The Out of Pocket Costs For Australians with MS (Multiple Sclerosis)

The Out of Pocket Costs For Australians with MS (Multiple Sclerosis)


Understanding MS

Multiple Sclerosis (MS) in Australia affects over 23,700 according to 2012 statistics from MS Australia. Each year the incidences of MS in Australia grows at about 4 per cent, where three out of every four people diagnosed are women.

Living with Multiple Sclerosis means it is a life-long chronic illness. Currently there is not cure for Multiple Sclerosis. However, for Australians who are diagnosed, there are treatments to assist in managing MS and also to ease some of the symptoms that can occur.

The affects of MS vary depending on the person. Here are a few examples of the types of symptoms MS suffers can experience.

Motor control – muscular spasms and problems with weakness, coordination, balance and functioning of the arms and legs.

Fatigue – including heat sensitivity.

Other neurological symptoms – including vertigo, pins and needles, neuralgia and visual disturbances.

Continence problems – including bladder incontinence and constipation.

Neuropsychological symptoms – including memory loss, depression and cognitive difficulties.

What Are The Costs Involved When Living With MS?

It is a very common experience for Australians living with MS to have a range of conditions and therefore a range of symptoms and problems that need to be treated or managed on a regular basis. Some individuals can take up to 15 Pharmaceutical Benefits scheme (PBs) medicines per month, making the cost of management expensive. Most Australians suffering from MS will need to cover costs all year round, and require multiple medicines throughout the course of a month.

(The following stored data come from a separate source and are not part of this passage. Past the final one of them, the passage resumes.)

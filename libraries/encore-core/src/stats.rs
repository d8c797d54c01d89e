//! Aggregated user statistics
//!
//! Always derived from the catalog, never stored, so they cannot drift from
//! the challenge records.

use crate::types::{Challenge, ChallengeId};
use serde::{Deserialize, Serialize};
use std::collections::BTreeSet;

/// Derived user statistics
#[derive(Debug, Clone, PartialEq, Default, Serialize, Deserialize)]
pub struct UserStats {
    /// Sum of points over completed challenges
    pub total_points: u64,

    /// Ids of completed challenges
    pub completed_challenge_ids: BTreeSet<ChallengeId>,

    /// Number of challenges in the catalog
    pub total_challenges: usize,
}

impl UserStats {
    /// Aggregate statistics over a set of challenges
    pub fn from_challenges<'a>(challenges: impl IntoIterator<Item = &'a Challenge>) -> Self {
        let mut stats = Self::default();

        for challenge in challenges {
            stats.total_challenges += 1;
            if challenge.completed {
                stats.total_points += u64::from(challenge.points);
                stats.completed_challenge_ids.insert(challenge.id.clone());
            }
        }

        stats
    }

    /// Number of completed challenges
    pub fn completed_count(&self) -> usize {
        self.completed_challenge_ids.len()
    }

    /// Percentage of challenges completed, 0 for an empty catalog
    pub fn completion_rate(&self) -> f64 {
        if self.total_challenges == 0 {
            return 0.0;
        }
        self.completed_count() as f64 / self.total_challenges as f64 * 100.0
    }
}

#[cfg(test)]
mod tests {
    use super::*;
    use crate::types::Difficulty;

    fn completed(id: &str, points: u32) -> Challenge {
        let mut c = Challenge::new(id, "T", "A", Difficulty::Medium, 120.0, points);
        c.progress = 100.0;
        c.completed = true;
        c
    }

    #[test]
    fn empty_catalog_has_zero_rate() {
        let stats = UserStats::from_challenges(&[]);
        assert_eq!(stats.total_points, 0);
        assert_eq!(stats.completion_rate(), 0.0);
    }

    #[test]
    fn sums_points_of_completed_only() {
        let pending = Challenge::new("c3", "T", "A", Difficulty::Easy, 60.0, 500);
        let challenges = vec![completed("c1", 50), completed("c2", 75), pending];

        let stats = UserStats::from_challenges(&challenges);
        assert_eq!(stats.total_points, 125);
        assert_eq!(stats.completed_count(), 2);
        assert_eq!(stats.total_challenges, 3);
        assert!((stats.completion_rate() - 66.666_666).abs() < 0.001);
    }
}
//! Challenge catalog store
//!
//! Owns the challenge records for the lifetime of the process. Progress is
//! mutated only through [`ChallengeStore::apply_progress`], which enforces
//! the progress rules; everything else is read-only.

use crate::error::{CoreError, Result};
use crate::progress::{self, ProgressChange};
use crate::types::{Challenge, ChallengeId, ProgressRecord};
use std::collections::HashMap;

/// In-memory catalog of challenges, in display order
#[derive(Debug, Clone, Default)]
pub struct ChallengeStore {
    challenges: Vec<Challenge>,
    index: HashMap<ChallengeId, usize>,
}

impl ChallengeStore {
    /// Build a validated store
    ///
    /// Rejects duplicate ids and non-positive durations. Any progress carried
    /// by the input records is normalized.
    pub fn new(challenges: Vec<Challenge>) -> Result<Self> {
        let mut index = HashMap::with_capacity(challenges.len());
        let mut validated = Vec::with_capacity(challenges.len());

        for (position, mut challenge) in challenges.into_iter().enumerate() {
            if !challenge.duration_seconds.is_finite() || challenge.duration_seconds <= 0.0 {
                return Err(CoreError::InvalidDuration {
                    id: challenge.id,
                    duration_seconds: challenge.duration_seconds,
                });
            }

            if index.insert(challenge.id.clone(), position).is_some() {
                return Err(CoreError::DuplicateChallenge(challenge.id));
            }

            let record = challenge.progress_record().normalized();
            challenge.progress = record.progress;
            challenge.completed = record.completed;
            validated.push(challenge);
        }

        Ok(Self {
            challenges: validated,
            index,
        })
    }

    /// Parse and validate a JSON array of challenges
    pub fn from_json(json: &str) -> Result<Self> {
        let challenges: Vec<Challenge> = serde_json::from_str(json)?;
        Self::new(challenges)
    }

    /// Overlay persisted progress onto the catalog
    ///
    /// Records for ids that are no longer in the catalog are skipped.
    /// Returns the number of records applied.
    pub fn seed_progress(
        &mut self,
        records: impl IntoIterator<Item = (ChallengeId, ProgressRecord)>,
    ) -> usize {
        let mut applied = 0;

        for (id, record) in records {
            if let Some(&position) = self.index.get(&id) {
                let record = record.normalized();
                let challenge = &mut self.challenges[position];
                challenge.progress = record.progress;
                challenge.completed = record.completed;
                applied += 1;
            }
        }

        applied
    }

    /// Apply a progress value to a challenge through the progress rules
    pub fn apply_progress(&mut self, id: &str, new_progress: f64) -> Result<ProgressChange> {
        let position = *self.index.get(id).ok_or_else(|| CoreError::not_found(id))?;
        Ok(progress::apply_progress_in_place(
            &mut self.challenges[position],
            new_progress,
        ))
    }

    /// Get a challenge by id
    pub fn get(&self, id: &str) -> Option<&Challenge> {
        self.index.get(id).map(|&position| &self.challenges[position])
    }

    /// Whether the catalog contains an id
    pub fn contains(&self, id: &str) -> bool {
        self.index.contains_key(id)
    }

    /// All challenges in display order
    pub fn challenges(&self) -> &[Challenge] {
        &self.challenges
    }

    /// Number of challenges
    pub fn len(&self) -> usize {
        self.challenges.len()
    }

    /// Whether the catalog is empty
    pub fn is_empty(&self) -> bool {
        self.challenges.is_empty()
    }

    /// Snapshot of every challenge's persisted state
    pub fn progress_records(&self) -> HashMap<ChallengeId, ProgressRecord> {
        self.challenges
            .iter()
            .map(|c| (c.id.clone(), c.progress_record()))
            .collect()
    }
}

On average, the costs up to thousands of dollars per month, depending on the type of medicines that you require and the gap fees associated with the cost. Other than medicines, there are also other costs that can add up per month. One example is seen during warmer or hot days where Australians with MS may suffer from fatigue. To prevent fatigue, individuals may often require air-conditioning for long periods of time, increasing the cost of the electricity bill.